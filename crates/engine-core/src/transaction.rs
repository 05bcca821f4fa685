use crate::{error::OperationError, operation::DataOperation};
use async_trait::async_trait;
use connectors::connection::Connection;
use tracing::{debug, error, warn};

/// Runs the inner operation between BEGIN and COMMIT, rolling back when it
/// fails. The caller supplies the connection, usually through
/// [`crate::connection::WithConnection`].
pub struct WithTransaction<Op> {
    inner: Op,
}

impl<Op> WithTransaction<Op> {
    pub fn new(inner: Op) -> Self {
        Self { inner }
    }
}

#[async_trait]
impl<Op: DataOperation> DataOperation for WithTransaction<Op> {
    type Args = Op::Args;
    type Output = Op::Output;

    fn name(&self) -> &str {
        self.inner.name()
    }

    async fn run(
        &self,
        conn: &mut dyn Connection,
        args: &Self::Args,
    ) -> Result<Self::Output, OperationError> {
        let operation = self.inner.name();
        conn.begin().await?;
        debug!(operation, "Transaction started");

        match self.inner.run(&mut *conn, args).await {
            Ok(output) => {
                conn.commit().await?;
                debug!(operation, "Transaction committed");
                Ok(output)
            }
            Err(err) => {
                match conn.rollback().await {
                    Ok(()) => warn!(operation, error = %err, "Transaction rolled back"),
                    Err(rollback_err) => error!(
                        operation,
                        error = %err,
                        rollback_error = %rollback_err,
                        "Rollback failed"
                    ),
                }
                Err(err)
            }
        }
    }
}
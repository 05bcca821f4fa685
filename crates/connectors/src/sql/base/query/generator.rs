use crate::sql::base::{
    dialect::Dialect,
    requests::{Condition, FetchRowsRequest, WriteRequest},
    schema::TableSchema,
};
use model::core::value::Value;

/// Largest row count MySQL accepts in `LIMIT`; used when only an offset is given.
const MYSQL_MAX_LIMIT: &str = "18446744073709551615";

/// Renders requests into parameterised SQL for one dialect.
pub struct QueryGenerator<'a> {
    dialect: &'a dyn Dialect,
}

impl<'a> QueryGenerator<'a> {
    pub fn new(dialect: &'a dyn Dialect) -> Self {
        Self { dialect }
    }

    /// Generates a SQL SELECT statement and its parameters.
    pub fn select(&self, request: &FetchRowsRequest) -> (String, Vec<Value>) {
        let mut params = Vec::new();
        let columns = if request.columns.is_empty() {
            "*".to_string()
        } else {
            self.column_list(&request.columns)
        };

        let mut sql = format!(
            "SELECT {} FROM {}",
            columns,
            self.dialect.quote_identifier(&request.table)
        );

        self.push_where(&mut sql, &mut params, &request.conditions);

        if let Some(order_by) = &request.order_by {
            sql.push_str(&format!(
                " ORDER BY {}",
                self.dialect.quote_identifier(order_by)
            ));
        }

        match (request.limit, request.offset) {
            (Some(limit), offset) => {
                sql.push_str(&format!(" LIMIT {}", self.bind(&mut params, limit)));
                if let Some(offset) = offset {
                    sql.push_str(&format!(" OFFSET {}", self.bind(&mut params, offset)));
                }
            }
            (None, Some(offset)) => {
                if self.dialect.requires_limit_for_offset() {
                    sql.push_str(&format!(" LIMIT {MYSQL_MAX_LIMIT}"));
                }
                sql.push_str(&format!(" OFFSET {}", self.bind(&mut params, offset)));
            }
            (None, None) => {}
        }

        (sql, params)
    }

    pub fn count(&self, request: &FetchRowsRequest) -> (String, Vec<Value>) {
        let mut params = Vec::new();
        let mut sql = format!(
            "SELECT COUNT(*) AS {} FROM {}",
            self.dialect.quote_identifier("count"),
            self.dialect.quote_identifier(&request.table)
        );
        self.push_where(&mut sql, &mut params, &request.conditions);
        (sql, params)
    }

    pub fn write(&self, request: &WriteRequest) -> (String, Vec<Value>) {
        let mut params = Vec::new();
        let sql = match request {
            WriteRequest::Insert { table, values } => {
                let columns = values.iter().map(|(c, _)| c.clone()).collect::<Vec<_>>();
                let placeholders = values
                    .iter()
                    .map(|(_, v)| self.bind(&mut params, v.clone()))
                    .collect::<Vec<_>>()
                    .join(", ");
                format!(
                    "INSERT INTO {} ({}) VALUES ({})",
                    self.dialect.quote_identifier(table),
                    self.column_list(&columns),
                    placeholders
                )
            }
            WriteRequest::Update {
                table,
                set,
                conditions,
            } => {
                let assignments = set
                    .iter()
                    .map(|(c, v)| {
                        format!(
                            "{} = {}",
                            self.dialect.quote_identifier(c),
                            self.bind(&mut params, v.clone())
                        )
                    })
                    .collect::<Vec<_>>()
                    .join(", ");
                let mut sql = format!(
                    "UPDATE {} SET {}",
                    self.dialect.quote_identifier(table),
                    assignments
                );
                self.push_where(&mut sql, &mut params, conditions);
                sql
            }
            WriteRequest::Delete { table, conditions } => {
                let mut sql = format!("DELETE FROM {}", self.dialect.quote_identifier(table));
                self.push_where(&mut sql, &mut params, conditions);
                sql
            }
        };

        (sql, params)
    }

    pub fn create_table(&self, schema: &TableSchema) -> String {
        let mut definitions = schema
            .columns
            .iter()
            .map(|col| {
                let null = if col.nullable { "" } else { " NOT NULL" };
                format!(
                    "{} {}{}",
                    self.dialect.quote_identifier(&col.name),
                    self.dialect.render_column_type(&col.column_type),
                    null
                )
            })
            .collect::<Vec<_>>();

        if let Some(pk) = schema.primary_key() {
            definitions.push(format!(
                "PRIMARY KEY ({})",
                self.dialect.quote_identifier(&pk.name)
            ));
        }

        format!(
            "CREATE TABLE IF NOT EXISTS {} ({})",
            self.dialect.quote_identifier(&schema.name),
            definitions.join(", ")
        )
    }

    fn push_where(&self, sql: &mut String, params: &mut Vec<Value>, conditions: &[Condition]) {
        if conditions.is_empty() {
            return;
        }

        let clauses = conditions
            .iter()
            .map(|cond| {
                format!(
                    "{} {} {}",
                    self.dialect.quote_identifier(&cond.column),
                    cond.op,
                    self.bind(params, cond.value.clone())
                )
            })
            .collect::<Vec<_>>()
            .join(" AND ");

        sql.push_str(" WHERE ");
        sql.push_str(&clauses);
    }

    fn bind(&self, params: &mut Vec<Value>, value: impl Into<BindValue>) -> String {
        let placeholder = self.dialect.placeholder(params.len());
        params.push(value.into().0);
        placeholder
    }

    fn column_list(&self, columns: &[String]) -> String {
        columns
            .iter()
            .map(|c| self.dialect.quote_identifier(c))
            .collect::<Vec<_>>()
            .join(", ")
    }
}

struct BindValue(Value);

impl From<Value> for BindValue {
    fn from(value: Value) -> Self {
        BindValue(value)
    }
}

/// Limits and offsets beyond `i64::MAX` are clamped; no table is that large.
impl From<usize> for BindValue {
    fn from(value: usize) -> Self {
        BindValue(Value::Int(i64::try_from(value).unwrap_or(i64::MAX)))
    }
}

★ ★ ★

Without leaving anything out, transcribe the records above exactly.

OUTPUT OF THE TASK:
filename crates/engine-core/src/transaction.rs
repository 05bcca821f4fa685
use crate::{error::OperationError, operation::DataOperation};
use async_trait::async_trait;
use connectors::connection::Connection;
use tracing::{debug, error, warn};

/// Runs the inner operation between BEGIN and COMMIT, rolling back when it
/// fails. The caller supplies the connection, usually through
/// [`crate::connection::WithConnection`].
pub struct WithTransaction<Op> {
    inner: Op,
}

impl<Op> WithTransaction<Op> {
    pub fn new(inner: Op) -> Self {
        Self { inner }
    }
}

#[async_trait]
impl<Op: DataOperation> DataOperation for WithTransaction<Op> {
    type Args = Op::Args;
    type Output = Op::Output;

    fn name(&self) -> &str {
        self.inner.name()
    }

    async fn run(
        &self,
        conn: &mut dyn Connection,
        args: &Self::Args,
    ) -> Result<Self::Output, OperationError> {
        let operation = self.inner.name();
        conn.begin().await?;
        debug!(operation, "Transaction started");

        match self.inner.run(&mut *conn, args).await {
            Ok(output) => {
                conn.commit().await?;
                debug!(operation, "Transaction committed");
                Ok(output)
            }
            Err(err) => {
                match conn.rollback().await {
                    Ok(()) => warn!(operation, error = %err, "Transaction rolled back"),
                    Err(rollback_err) => error!(
                        operation,
                        error = %err,
                        rollback_error = %rollback_err,
                        "Rollback failed"
                    ),
                }
                Err(err)
            }
        }
    }
}
repository 05bcca821f4fa685
filename crates/connectors/src/sql/base/query/generator.rs
use crate::sql::base::{
    dialect::Dialect,
    requests::{Condition, FetchRowsRequest, WriteRequest},
    schema::TableSchema,
};
use model::core::value::Value;

/// Largest row count MySQL accepts in `LIMIT`; used when only an offset is given.
const MYSQL_MAX_LIMIT: &str = "18446744073709551615";

/// Renders requests into parameterised SQL for one dialect.
pub struct QueryGenerator<'a> {
    dialect: &'a dyn Dialect,
}

impl<'a> QueryGenerator<'a> {
    pub fn new(dialect: &'a dyn Dialect) -> Self {
        Self { dialect }
    }

    /// Generates a SQL SELECT statement and its parameters.
    pub fn select(&self, request: &FetchRowsRequest) -> (String, Vec<Value>) {
        let mut params = Vec::new();
        let columns = if request.columns.is_empty() {
            "*".to_string()
        } else {
            self.column_list(&request.columns)
        };

        let mut sql = format!(
            "SELECT {} FROM {}",
            columns,
            self.dialect.quote_identifier(&request.table)
        );

        self.push_where(&mut sql, &mut params, &request.conditions);

        if let Some(order_by) = &request.order_by {
            sql.push_str(&format!(
                " ORDER BY {}",
                self.dialect.quote_identifier(order_by)
            ));
        }

        match (request.limit, request.offset) {
            (Some(limit), offset) => {
                sql.push_str(&format!(" LIMIT {}", self.bind(&mut params, limit)));
                if let Some(offset) = offset {
                    sql.push_str(&format!(" OFFSET {}", self.bind(&mut params, offset)));
                }
            }
            (None, Some(offset)) => {
                if self.dialect.requires_limit_for_offset() {
                    sql.push_str(&format!(" LIMIT {MYSQL_MAX_LIMIT}"));
                }
                sql.push_str(&format!(" OFFSET {}", self.bind(&mut params, offset)));
            }
            (None, None) => {}
        }

        (sql, params)
    }

    pub fn count(&self, request: &FetchRowsRequest) -> (String, Vec<Value>) {
        let mut params = Vec::new();
        let mut sql = format!(
            "SELECT COUNT(*) AS {} FROM {}",
            self.dialect.quote_identifier("count"),
            self.dialect.quote_identifier(&request.table)
        );
        self.push_where(&mut sql, &mut params, &request.conditions);
        (sql, params)
    }

    pub fn write(&self, request: &WriteRequest) -> (String, Vec<Value>) {
        let mut params = Vec::new();
        let sql = match request {
            WriteRequest::Insert { table, values } => {
                let columns = values.iter().map(|(c, _)| c.clone()).collect::<Vec<_>>();
                let placeholders = values
                    .iter()
                    .map(|(_, v)| self.bind(&mut params, v.clone()))
                    .collect::<Vec<_>>()
                    .join(", ");
                format!(
                    "INSERT INTO {} ({}) VALUES ({})",
                    self.dialect.quote_identifier(table),
                    self.column_list(&columns),
                    placeholders
                )
            }
            WriteRequest::Update {
                table,
                set,
                conditions,
            } => {
                let assignments = set
                    .iter()
                    .map(|(c, v)| {
                        format!(
                            "{} = {}",
                            self.dialect.quote_identifier(c),
                            self.bind(&mut params, v.clone())
                        )
                    })
                    .collect::<Vec<_>>()
                    .join(", ");
                let mut sql = format!(
                    "UPDATE {} SET {}",
                    self.dialect.quote_identifier(table),
                    assignments
                );
                self.push_where(&mut sql, &mut params, conditions);
                sql
            }
            WriteRequest::Delete { table, conditions } => {
                let mut sql = format!("DELETE FROM {}", self.dialect.quote_identifier(table));
                self.push_where(&mut sql, &mut params, conditions);
                sql
            }
        };

        (sql, params)
    }

    pub fn create_table(&self, schema: &TableSchema) -> String {
        let mut definitions = schema
            .columns
            .iter()
            .map(|col| {
                let null = if col.nullable { "" } else { " NOT NULL" };
                format!(
                    "{} {}{}",
                    self.dialect.quote_identifier(&col.name),
                    self.dialect.render_column_type(&col.column_type),
                    null
                )
            })
            .collect::<Vec<_>>();

        if let Some(pk) = schema.primary_key() {
            definitions.push(format!(
                "PRIMARY KEY ({})",
                self.dialect.quote_identifier(&pk.name)
            ));
        }

        format!(
            "CREATE TABLE IF NOT EXISTS {} ({})",
            self.dialect.quote_identifier(&schema.name),
            definitions.join(", ")
        )
    }

    fn push_where(&self, sql: &mut String, params: &mut Vec<Value>, conditions: &[Condition]) {
        if conditions.is_empty() {
            return;
        }

        let clauses = conditions
            .iter()
            .map(|cond| {
                format!(
                    "{} {} {}",
                    self.dialect.quote_identifier(&cond.column),
                    cond.op,
                    self.bind(params, cond.value.clone())
                )
            })
            .collect::<Vec<_>>()
            .join(" AND ");

        sql.push_str(" WHERE ");
        sql.push_str(&clauses);
    }

    fn bind(&self, params: &mut Vec<Value>, value: impl Into<BindValue>) -> String {
        let placeholder = self.dialect.placeholder(params.len());
        params.push(value.into().0);
        placeholder
    }

    fn column_list(&self, columns: &[String]) -> String {
        columns
            .iter()
            .map(|c| self.dialect.quote_identifier(c))
            .collect::<Vec<_>>()
            .join(", ")
    }
}

struct BindValue(Value);

impl From<Value> for BindValue {
    fn from(value: Value) -> Self {
        BindValue(value)
    }
}

/// Limits and offsets beyond `i64::MAX` are clamped; no table is that large.
impl From<usize> for BindValue {
    fn from(value: usize) -> Self {
        BindValue(Value::Int(i64::try_from(value).unwrap_or(i64::MAX)))
    }
}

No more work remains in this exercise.